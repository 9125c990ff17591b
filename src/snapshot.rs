use crate::catalog::{self, SquadSize};
use crate::error::LineupResult;
use crate::lineup::{DisplayOptions, LineupBuilder, SlotRef};
use lineup_protocol::Slot;
use serde::{Deserialize, Serialize};
use std::fs;
use std::io::Write;
use std::path::Path;
use tracing::info;

/// A finished lineup as a JSON document ("save & share").
#[derive(Debug, Clone, PartialEq, Serialize, Deserialize)]
#[serde(rename_all = "camelCase")]
pub struct LineupSnapshot {
    pub squad_size: SquadSize,
    pub formation: String,
    #[serde(default)]
    pub title: String,
    #[serde(default)]
    pub subtitle: String,
    #[serde(default)]
    pub captain: SlotRef,
    #[serde(default)]
    pub man_of_the_match: SlotRef,
    #[serde(default)]
    pub display: DisplayOptions,
    /// Live slots; empty means "canonical positions of the formation".
    #[serde(default)]
    pub slots: Vec<Slot>,
}

impl LineupSnapshot {
    pub fn capture(lineup: &LineupBuilder) -> Self {
        Self {
            squad_size: lineup.squad_size(),
            formation: lineup.formation().name.clone(),
            title: lineup.title().to_string(),
            subtitle: lineup.subtitle().to_string(),
            captain: lineup.captain(),
            man_of_the_match: lineup.man_of_the_match(),
            display: lineup.display(),
            slots: lineup.editor().slots().to_vec(),
        }
    }

    /// Rebuilds a lineup. Fails on an unknown formation or a slot count that
    /// does not match it.
    pub fn restore(self, min_query_len: usize) -> LineupResult<LineupBuilder> {
        let formation = catalog::find_formation(self.squad_size, &self.formation)?;
        let mut lineup = LineupBuilder::with_formation(self.squad_size, formation, min_query_len);
        lineup.restore(
            self.title,
            self.subtitle,
            self.captain,
            self.man_of_the_match,
            self.display,
        );
        if !self.slots.is_empty() {
            lineup.editor_mut().load_slots(self.slots)?;
        }
        Ok(lineup)
    }

    pub fn load_from_file<P: AsRef<Path>>(path: P) -> LineupResult<Self> {
        let content = fs::read_to_string(path)?;
        Ok(serde_json::from_str(&content)?)
    }

    pub fn save_to_file<P: AsRef<Path>>(&self, path: P) -> LineupResult<()> {
        let json = serde_json::to_string_pretty(self)?;
        atomic_write(path.as_ref(), json)?;
        info!("💾 Lineup saved to {}", path.as_ref().display());
        Ok(())
    }
}

/// Writes `{path}.tmp`, syncs it, then renames over `path`.
pub fn atomic_write<P: AsRef<Path>, C: AsRef<[u8]>>(path: P, contents: C) -> std::io::Result<()> {
    let path = path.as_ref();
    let temp_path = path.with_extension("tmp");

    {
        let mut file = fs::File::create(&temp_path)?;
        file.write_all(contents.as_ref())?;
        file.sync_all()?;
    }

    fs::rename(&temp_path, path)
}

#[cfg(test)]
mod tests {
    use super::*;

    #[test]
    fn test_atomic_write_overwrites_and_cleans_up() {
        let dir = tempfile::tempdir().unwrap();
        let path = dir.path().join("lineup.json");

        atomic_write(&path, b"first").unwrap();
        atomic_write(&path, b"second").unwrap();

        assert_eq!(fs::read_to_string(&path).unwrap(), "second");
        assert!(!path.with_extension("tmp").exists());
    }

    #[test]
    fn test_minimal_document_uses_defaults() {
        let snap: LineupSnapshot =
            serde_json::from_str(r#"{ "squadSize": 7, "formation": "3-2-1" }"#).unwrap();
        assert_eq!(snap.squad_size, SquadSize::Seven);
        assert_eq!(snap.display, DisplayOptions::default());
        assert_eq!(snap.captain, SlotRef::NONE);

        let lineup = snap.restore(3).unwrap();
        assert_eq!(lineup.editor().slots().len(), 7);
    }

    #[test]
    fn test_rejects_bad_squad_size() {
        let res: Result<LineupSnapshot, _> =
            serde_json::from_str(r#"{ "squadSize": 6, "formation": "2-3-1" }"#);
        assert!(res.is_err());
    }
}
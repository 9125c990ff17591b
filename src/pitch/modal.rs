use lineup_protocol::PlayerRecord;
use serde::Serialize;

/// What the per-slot player editor is showing.
#[derive(Debug, Clone, Copy, PartialEq, Eq, Serialize)]
pub enum ModalMode {
    Closed,
    Searching,
    Bound,
}

/// Status line under the search box.
#[derive(Debug, Clone, Copy, PartialEq, Eq, Serialize)]
pub enum SearchHint {
    /// Nothing typed yet.
    Idle,
    /// Too short to search.
    TypeMore,
    /// Waiting out the debounce window.
    Waiting,
    Loading,
    NoPlayersFound,
    Results(usize),
}

/// Transient state of the open player editor. Exists only while the modal
/// is open.
#[derive(Debug, Clone, PartialEq, Default)]
pub struct EditingSession {
    pub(crate) target: usize,
    pub(crate) query: String,
    pub(crate) results: Vec<PlayerRecord>,
    pub(crate) is_loading: bool,
    pub(crate) awaiting: bool,
    pub(crate) generation: u64,
}

impl EditingSession {
    pub(crate) fn new(target: usize, generation: u64) -> Self {
        Self {
            target,
            generation,
            ..Default::default()
        }
    }

    pub fn target(&self) -> usize {
        self.target
    }

    pub fn query(&self) -> &str {
        &self.query
    }

    pub fn results(&self) -> &[PlayerRecord] {
        &self.results
    }

    pub fn is_loading(&self) -> bool {
        self.is_loading
    }

    /// Generation of the latest query issued in this session.
    pub fn generation(&self) -> u64 {
        self.generation
    }

    pub fn hint(&self, min_query_len: usize) -> SearchHint {
        let len = query_len(&self.query);
        if len == 0 {
            SearchHint::Idle
        } else if len < min_query_len {
            SearchHint::TypeMore
        } else if self.is_loading {
            SearchHint::Loading
        } else if self.awaiting {
            SearchHint::Waiting
        } else if self.results.is_empty() {
            SearchHint::NoPlayersFound
        } else {
            SearchHint::Results(self.results.len())
        }
    }

    pub(crate) fn reset_search(&mut self) {
        self.query.clear();
        self.results.clear();
        self.is_loading = false;
        self.awaiting = false;
    }
}

/// Length of a query in characters, whitespace included.
pub fn query_len(query: &str) -> usize {
    query.chars().count()
}
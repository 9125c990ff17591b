use crate::error::{LineupError, LineupResult};
use lineup_protocol::{Formation, Position};
use serde::{Deserialize, Serialize};
use strum::IntoEnumIterator;
use strum_macros::{Display, EnumIter, EnumString};

/// Number of players per side. The catalog only knows these three.
#[derive(
    Debug,
    Clone,
    Copy,
    Default,
    PartialEq,
    Eq,
    Hash,
    EnumIter,
    EnumString,
    Display,
    Serialize,
    Deserialize,
)]
#[serde(try_from = "u8", into = "u8")]
pub enum SquadSize {
    #[strum(serialize = "5")]
    Five,
    #[strum(serialize = "7")]
    Seven,
    #[default]
    #[strum(serialize = "11")]
    Eleven,
}

impl SquadSize {
    pub fn players(self) -> usize {
        u8::from(self) as usize
    }
}

impl From<SquadSize> for u8 {
    fn from(size: SquadSize) -> Self {
        match size {
            SquadSize::Five => 5,
            SquadSize::Seven => 7,
            SquadSize::Eleven => 11,
        }
    }
}

impl TryFrom<u8> for SquadSize {
    type Error = LineupError;

    fn try_from(n: u8) -> Result<Self, Self::Error> {
        match n {
            5 => Ok(Self::Five),
            7 => Ok(Self::Seven),
            11 => Ok(Self::Eleven),
            other => Err(LineupError::SquadSize(other)),
        }
    }
}

type SlotTable = &'static [(f32, f32, &'static str)];

const FIVE_A_SIDE: &[(&str, SlotTable)] = &[
    (
        "1-2-1-1",
        &[
            (50.0, 90.0, "GK"),
            (30.0, 70.0, "LM"),
            (70.0, 70.0, "RM"),
            (50.0, 50.0, "CM"),
            (50.0, 30.0, "ST"),
        ],
    ),
    (
        "1-2-2",
        &[
            (50.0, 90.0, "GK"),
            (30.0, 60.0, "CB"),
            (70.0, 60.0, "CB"),
            (30.0, 30.0, "CM"),
            (70.0, 30.0, "CM"),
        ],
    ),
    (
        "1-3-1",
        &[
            (50.0, 90.0, "GK"),
            (25.0, 60.0, "CB"),
            (50.0, 60.0, "CB"),
            (75.0, 60.0, "CB"),
            (50.0, 30.0, "CM"),
        ],
    ),
];

const SEVEN_A_SIDE: &[(&str, SlotTable)] = &[
    (
        "2-3-1",
        &[
            (50.0, 90.0, "GK"),
            (30.0, 75.0, "LB"),
            (70.0, 75.0, "RB"),
            (30.0, 55.0, "LM"),
            (50.0, 55.0, "CM"),
            (70.0, 55.0, "RM"),
            (50.0, 35.0, "ST"),
        ],
    ),
    (
        "3-2-1",
        &[
            (50.0, 90.0, "GK"),
            (30.0, 75.0, "CB"),
            (50.0, 75.0, "CB"),
            (70.0, 75.0, "CB"),
            (30.0, 55.0, "CM"),
            (70.0, 55.0, "CM"),
            (50.0, 35.0, "ST"),
        ],
    ),
];

const ELEVEN_A_SIDE: &[(&str, SlotTable)] = &[
    (
        "4-4-2",
        &[
            (50.0, 90.0, "GK"),
            (20.0, 75.0, "LB"),
            (40.0, 75.0, "CB"),
            (60.0, 75.0, "CB"),
            (80.0, 75.0, "RB"),
            (20.0, 55.0, "LM"),
            (40.0, 55.0, "CM"),
            (60.0, 55.0, "CM"),
            (80.0, 55.0, "RM"),
            (35.0, 35.0, "ST"),
            (65.0, 35.0, "ST"),
        ],
    ),
    (
        "4-4-1-1",
        &[
            (50.0, 90.0, "GK"),
            (20.0, 75.0, "LB"),
            (40.0, 75.0, "CB"),
            (60.0, 75.0, "CB"),
            (80.0, 75.0, "RB"),
            (20.0, 55.0, "LM"),
            (40.0, 55.0, "CM"),
            (60.0, 55.0, "CM"),
            (80.0, 55.0, "RM"),
            (50.0, 45.0, "CAM"),
            (50.0, 30.0, "ST"),
        ],
    ),
    (
        "4-3-3",
        &[
            (50.0, 90.0, "GK"),
            (20.0, 75.0, "LB"),
            (40.0, 75.0, "CB"),
            (60.0, 75.0, "CB"),
            (80.0, 75.0, "RB"),
            (30.0, 55.0, "CM"),
            (50.0, 55.0, "CM"),
            (70.0, 55.0, "CM"),
            (20.0, 35.0, "LW"),
            (50.0, 35.0, "CF"),
            (80.0, 35.0, "RW"),
        ],
    ),
    (
        "3-4-2-1",
        &[
            (50.0, 90.0, "GK"),
            (30.0, 75.0, "CB"),
            (50.0, 75.0, "CB"),
            (70.0, 75.0, "CB"),
            (20.0, 55.0, "LM"),
            (40.0, 55.0, "CM"),
            (60.0, 55.0, "CM"),
            (80.0, 55.0, "RM"),
            (30.0, 35.0, "ST"),
            (70.0, 35.0, "ST"),
            (50.0, 30.0, "CAM"),
        ],
    ),
];

fn table(size: SquadSize) -> &'static [(&'static str, SlotTable)] {
    match size {
        SquadSize::Five => FIVE_A_SIDE,
        SquadSize::Seven => SEVEN_A_SIDE,
        SquadSize::Eleven => ELEVEN_A_SIDE,
    }
}

fn build(name: &str, slots: SlotTable) -> Formation {
    Formation {
        name: name.to_string(),
        positions: slots
            .iter()
            .map(|&(x, y, role)| Position {
                x,
                y,
                role: role.to_string(),
            })
            .collect(),
    }
}

/// All formations for a squad size, in display order.
pub fn catalog(size: SquadSize) -> Vec<Formation> {
    table(size)
        .iter()
        .map(|(name, slots)| build(name, slots))
        .collect()
}

pub fn formation_names(size: SquadSize) -> Vec<&'static str> {
    table(size).iter().map(|(name, _)| *name).collect()
}

/// The first catalog entry; what a squad-size change resets to.
pub fn default_formation(size: SquadSize) -> Formation {
    let (name, slots) = table(size)[0];
    build(name, slots)
}

pub fn find_formation(size: SquadSize, name: &str) -> LineupResult<Formation> {
    let wanted = name.trim();
    table(size)
        .iter()
        .find(|(n, _)| n.eq_ignore_ascii_case(wanted))
        .map(|(n, slots)| build(n, slots))
        .ok_or_else(|| LineupError::UnknownFormation {
            size: size.into(),
            name: wanted.to_string(),
        })
}

pub fn all_formations() -> Vec<(SquadSize, Vec<Formation>)> {
    SquadSize::iter().map(|s| (s, catalog(s))).collect()
}

#[cfg(test)]
mod tests {
    use super::*;
    use rstest::rstest;

    #[rstest]
    #[case(SquadSize::Five, 3)]
    #[case(SquadSize::Seven, 2)]
    #[case(SquadSize::Eleven, 4)]
    fn test_every_formation_fills_the_squad(#[case] size: SquadSize, #[case] count: usize) {
        let formations = catalog(size);
        assert_eq!(formations.len(), count);
        for f in &formations {
            assert_eq!(f.len(), size.players(), "{} has wrong slot count", f.name);
            assert_eq!(f.positions[0].role, "GK");
        }
    }

    #[test]
    fn test_coordinates_are_percentages() {
        for (_, formations) in all_formations() {
            for f in formations {
                for p in &f.positions {
                    assert!((0.0..=100.0).contains(&p.x));
                    assert!((0.0..=100.0).contains(&p.y));
                }
            }
        }
    }

    #[rstest]
    #[case(SquadSize::Five, "1-2-1-1")]
    #[case(SquadSize::Seven, "2-3-1")]
    #[case(SquadSize::Eleven, "4-4-2")]
    fn test_default_is_first_entry(#[case] size: SquadSize, #[case] name: &str) {
        assert_eq!(default_formation(size).name, name);
    }

    #[test]
    fn test_find_unknown_formation() {
        let err = find_formation(SquadSize::Seven, "4-4-2").unwrap_err();
        assert!(matches!(err, LineupError::UnknownFormation { size: 7, .. }));
    }

    #[test]
    fn test_squad_size_parsing() {
        assert_eq!("7".parse::<SquadSize>().unwrap(), SquadSize::Seven);
        assert!("6".parse::<SquadSize>().is_err());
        assert!(SquadSize::try_from(9).is_err());
        assert_eq!(SquadSize::Eleven.to_string(), "11");
    }
}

The task
Copy the lines of the data above exactly as written, beginning with the line containing "Lineup saved to" and ending with the line containing "file.write_all(contents.as_ref())?;", and leave out all other lines.

Worked solution
        info!("💾 Lineup saved to {}", path.as_ref().display());
        Ok(())
    }
}

/// Writes `{path}.tmp`, syncs it, then renames over `path`.
pub fn atomic_write<P: AsRef<Path>, C: AsRef<[u8]>>(path: P, contents: C) -> std::io::Result<()> {
    let path = path.as_ref();
    let temp_path = path.with_extension("tmp");

    {
        let mut file = fs::File::create(&temp_path)?;
        file.write_all(contents.as_ref())?;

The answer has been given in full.